Phylogenomics of Messor harvester ants (Hymenoptera: Formicidae: Stenammini) unravels their biogeographical origin and diversification patterns

As a major abiotic factor, climate change is expected to profoundly alter biological communities. On this basis, identifying how past temperature variations affected species diversification and distribution can help to predict the effects of the ongoing climate change. In this study, we focused on the harvester ant genus Messor Forel, which is adapted to dry environments by specializing in a granivorous diet. The phylogenomic analyses of 2524 ultraconserved‐element loci obtained from 58 Messor species and subspecies support their monophyly. Phylogenetic relationships uncovered in this study enabled us to redefine historical taxonomic groups, providing a solid basis for future revisions that encompass the entire genus diversity.
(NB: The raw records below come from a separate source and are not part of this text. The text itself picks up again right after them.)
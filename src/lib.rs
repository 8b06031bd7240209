pub mod config;
pub mod models;
pub mod kana;
pub mod furigana;
pub mod tokenizer;
pub mod levels;
pub mod validator;
pub mod pipeline;

pub use config::Config;
pub use models::*;
pub use levels::{JlptLevel, WordLevelIndex};
pub use tokenizer::Tokenizer;
pub use validator::{ValidationResult, VocabularyValidator};
pub use pipeline::{GenerationOutcome, RegenerationLoop, StoryWriter};
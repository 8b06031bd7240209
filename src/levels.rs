use serde::{Deserialize, Serialize};
use std::collections::{HashMap, HashSet};
use std::fmt;
use std::path::Path;
use std::str::FromStr;
use tracing::{info, warn};

// JLPT 等级，从易到难
#[derive(Debug, Clone, Copy, PartialEq, Eq, Hash, PartialOrd, Ord, Serialize, Deserialize)]
pub enum JlptLevel {
    N5,
    N4,
    N3,
    N2,
    N1,
}

impl JlptLevel {
    pub const ALL: [JlptLevel; 5] = [
        JlptLevel::N5,
        JlptLevel::N4,
        JlptLevel::N3,
        JlptLevel::N2,
        JlptLevel::N1,
    ];

    pub fn as_str(self) -> &'static str {
        match self {
            JlptLevel::N5 => "N5",
            JlptLevel::N4 => "N4",
            JlptLevel::N3 => "N3",
            JlptLevel::N2 => "N2",
            JlptLevel::N1 => "N1",
        }
    }

    /// 词表文件名，如 n5.txt
    pub fn file_name(self) -> String {
        format!("{}.txt", self.as_str().to_lowercase())
    }

    pub fn is_hardest(self) -> bool {
        self == JlptLevel::N1
    }
}

impl fmt::Display for JlptLevel {
    fn fmt(&self, f: &mut fmt::Formatter<'_>) -> fmt::Result {
        f.write_str(self.as_str())
    }
}

impl FromStr for JlptLevel {
    type Err = anyhow::Error;

    fn from_str(s: &str) -> Result<Self, Self::Err> {
        JlptLevel::ALL
            .into_iter()
            .find(|level| level.as_str() == s)
            .ok_or_else(|| anyhow::anyhow!("Invalid JLPT level: {}", s))
    }
}

/// 各等级词表。构建后只读，可在多个线程间共享
#[derive(Debug, Default, Clone)]
pub struct WordLevelIndex {
    specific: HashMap<JlptLevel, HashSet<String>>,
    cumulative: HashMap<JlptLevel, HashSet<String>>,
}

impl WordLevelIndex {
    /// 从目录读取 n5.txt … n1.txt，每行一个词。
    /// 目录或文件缺失时不报错，对应等级为空
    pub fn load(dir: impl AsRef<Path>) -> Self {
        let dir = dir.as_ref();
        if !dir.is_dir() {
            warn!("JLPT 词表目录不存在: {}", dir.display());
            return Self::default();
        }

        let mut lists = Vec::new();
        for level in JlptLevel::ALL {
            let path = dir.join(level.file_name());
            match std::fs::read_to_string(&path) {
                Ok(content) => {
                    let words = Self::parse_words(content.lines());
                    info!("加载 {} 词表: {} 个词", level, words.len());
                    lists.push((level, words));
                }
                Err(e) => {
                    warn!("无法读取词表 {}: {}", path.display(), e);
                }
            }
        }

        Self::from_lists(lists)
    }

    fn parse_words<'a>(lines: impl IntoIterator<Item = &'a str>) -> HashSet<String> {
        lines
            .into_iter()
            .map(|line| line.trim().trim_start_matches('\u{feff}'))
            .filter(|line| !line.is_empty())
            .map(str::to_string)
            .collect()
    }

    /// 由各等级专属词表构建，累积词表 = 本级 ∪ 所有更简单等级
    pub fn from_lists<I, W>(lists: impl IntoIterator<Item = (JlptLevel, I)>) -> Self
    where
        I: IntoIterator<Item = W>,
        W: Into<String>,
    {
        let mut specific: HashMap<JlptLevel, HashSet<String>> = HashMap::new();
        for (level, words) in lists {
            specific
                .entry(level)
                .or_default()
                .extend(words.into_iter().map(Into::into));
        }

        let mut cumulative = HashMap::new();
        let mut running: HashSet<String> = HashSet::new();
        for level in JlptLevel::ALL {
            if let Some(words) = specific.get(&level) {
                running.extend(words.iter().cloned());
            }
            cumulative.insert(level, running.clone());
        }

        if specific.values().all(HashSet::is_empty) {
            warn!("JLPT 词表为空，词汇难度校验将被跳过");
        } else {
            for level in JlptLevel::ALL {
                info!("累积 {}: {} 个词", level, cumulative[&level].len());
            }
        }

        Self {
            specific,
            cumulative,
        }
    }

    /// 返回词首次出现的（最简单的）等级
    pub fn get_word_level(&self, word: &str) -> Option<JlptLevel> {
        JlptLevel::ALL.into_iter().find(|level| {
            self.specific
                .get(level)
                .is_some_and(|words| words.contains(word))
        })
    }

    /// 该词是否属于此等级或更简单的等级
    pub fn is_known_at(&self, word: &str, level: JlptLevel) -> bool {
        self.cumulative
            .get(&level)
            .is_some_and(|words| words.contains(word))
    }

    pub fn cumulative(&self, level: JlptLevel) -> Option<&HashSet<String>> {
        self.cumulative.get(&level)
    }

    pub fn is_empty(&self) -> bool {
        self.specific.values().all(HashSet::is_empty)
    }
}

#[cfg(test)]
mod tests {
    use super::*;

    fn sample_index() -> WordLevelIndex {
        WordLevelIndex::from_lists([
            (JlptLevel::N5, vec!["東", "食べる"]),
            (JlptLevel::N4, vec!["字", "東"]),
            (JlptLevel::N3, vec!["商人"]),
            (JlptLevel::N2, vec!["銅"]),
            (JlptLevel::N1, vec!["曖昧"]),
        ])
    }

    #[test]
    fn test_level_parse_and_order() {
        assert_eq!("N3".parse::<JlptLevel>().unwrap(), JlptLevel::N3);
        assert!("N6".parse::<JlptLevel>().is_err());
        // 只接受规范写法
        assert!("n3".parse::<JlptLevel>().is_err());
        assert!(" N1 ".parse::<JlptLevel>().is_err());
        assert!(JlptLevel::N5 < JlptLevel::N1);
        assert_eq!(JlptLevel::N2.file_name(), "n2.txt");
    }

    #[test]
    fn test_word_level_detection() {
        let index = sample_index();
        assert_eq!(index.get_word_level("字"), Some(JlptLevel::N4));
        assert_eq!(index.get_word_level("商人"), Some(JlptLevel::N3));
        assert_eq!(index.get_word_level("銅"), Some(JlptLevel::N2));
        assert_eq!(index.get_word_level("曖昧"), Some(JlptLevel::N1));
        assert_eq!(index.get_word_level("xyzabc123"), None);
    }

    #[test]
    fn test_word_reported_at_introduction_level() {
        let index = sample_index();
        // 东同时在 N5 和 N4 词表里，报告最简单的 N5
        assert_eq!(index.get_word_level("東"), Some(JlptLevel::N5));
        for level in JlptLevel::ALL {
            assert!(index.is_known_at("東", level));
        }
    }

    #[test]
    fn test_cumulative_sets_grow() {
        let index = sample_index();
        assert!(index.is_known_at("商人", JlptLevel::N1));
        assert!(!index.is_known_at("商人", JlptLevel::N4));
        let sizes: Vec<usize> = JlptLevel::ALL
            .into_iter()
            .map(|l| index.cumulative(l).map_or(0, HashSet::len))
            .collect();
        assert!(sizes.windows(2).all(|w| w[0] <= w[1]));
        assert_eq!(sizes.last(), Some(&6));
    }

    #[test]
    fn test_missing_directory_gives_empty_index() {
        let index = WordLevelIndex::load("/nonexistent/jlpt");
        assert!(index.is_empty());
        assert_eq!(index.get_word_level("東"), None);
    }
}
Molecular dating and biogeographical analyses indicate an emergence in the Irano‐Indian area approximately 20 million years ago. Our results suggest a rapid geographical dispersal from their ancestral range towards the Western Palaearctic, reaching Northeastern Africa during the early Miocene. We found a major diversification event during the mid‐Miocene climatic optimum, from which we inferred the emergence of the common ancestor of all Messor groups. Their diversification appears to be affected by temperature, suggesting a higher speciation rate during warmer periods. This confirms that the ecological specialization of Messor makes them strongly dependent on thermal conditions. Our results highlight the importance of abiotic factors on diversification processes, especially for highly specialized species that may exhibit predictable evolutionary responses to climate changes.